If we can fit about 10-100K people on a Mastodon server,

and we've got 38M Canadians,

then we're going to need 400 to 4000 Canadian servers.

Let's start building them.

@evan Why is there a limit to the number of people on a server? Could an instance not just scale up with hardware as it grows?

@DanFox have they? The max I've seen is 100K. Let me know if you find higher numbers.

There's also social and financial scaling. Can the community scale bigger than that? Can the financial burden be covered?

@DanFox @evan

ooh? really? some corrupt electoral. tell me, does it play background sounds or no? If it does, stand up and hand in your resignation. besides thinking.

@steve @DanFox cool. Probably among the biggest? Could we say order of magnitude between 4 and 6?

@evan @steve I have no idea. I'm not knowledgable enough to say what the right size might be for an instance.

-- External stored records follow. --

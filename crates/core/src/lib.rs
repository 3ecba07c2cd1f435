pub mod config;
pub mod domain;
pub mod errors;
pub mod format;

pub use domain::conversation::{ConversationContext, ConversationId, ConversationState};
pub use domain::customer::CustomerInfo;
pub use domain::flow::{FlowId, FlowStatus, PaymentFlow, StatusBucket, StatusTransition};
pub use domain::item::CartItem;
pub use domain::money::Money;
pub use domain::phone::PhoneNumber;
pub use errors::{
    DomainError, GatewayError, MessagingError, OrchestrationError, ValidationError,
};
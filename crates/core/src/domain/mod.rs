pub mod conversation;
pub mod customer;
pub mod flow;
pub mod item;
pub mod money;
pub mod phone;
//! Data carried by each outbound payment message. Rendering to Spanish
//! copy lives in [`crate::templates`].

use chrono::{DateTime, Utc};
use pagoflow_core::{CartItem, Money};

#[derive(Clone, Debug)]
pub struct PaymentLinkMessage {
    pub brand_name: String,
    pub customer_name: Option<String>,
    pub items: Vec<CartItem>,
    pub total_amount: Money,
    pub checkout_url: String,
    pub expires_at: DateTime<Utc>,
}

#[derive(Clone, Debug)]
pub struct PaymentConfirmationMessage {
    pub brand_name: String,
    pub customer_name: Option<String>,
    pub items: Vec<CartItem>,
    pub total_amount: Money,
    pub payment_id: String,
    pub approval_code: Option<String>,
}

#[derive(Clone, Debug)]
pub struct PaymentFailureMessage {
    pub brand_name: String,
    pub customer_name: Option<String>,
    pub reason: String,
    pub retry_url: Option<String>,
    pub support_phone: String,
}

And @Gargron is reporting 2 million active users across #Mastodon ! Imagine if he included active users across the entire #Fediverse 😳

@evan @DanFox just a couple of observations.
1. Most web hosting providers figured this kind of stuff out circa 2009 or so. (User to server ratios)
2. Vertical scaling isn’t a good answer. It gets expensive and tightly coupled compute and storage never ends well.

The fundamental problems I see with Mastodon and everything else using an RDB in the back end are:

1. They’re monolithic and won’t scale well.
2. To support huge scale the data would be far better off in object storage which would be a ton cheaper as well
3. If people decide not to go down the small web path, to service large user numbers effectively a Microservices architecture with headless APIs on cloud is probably the way to go.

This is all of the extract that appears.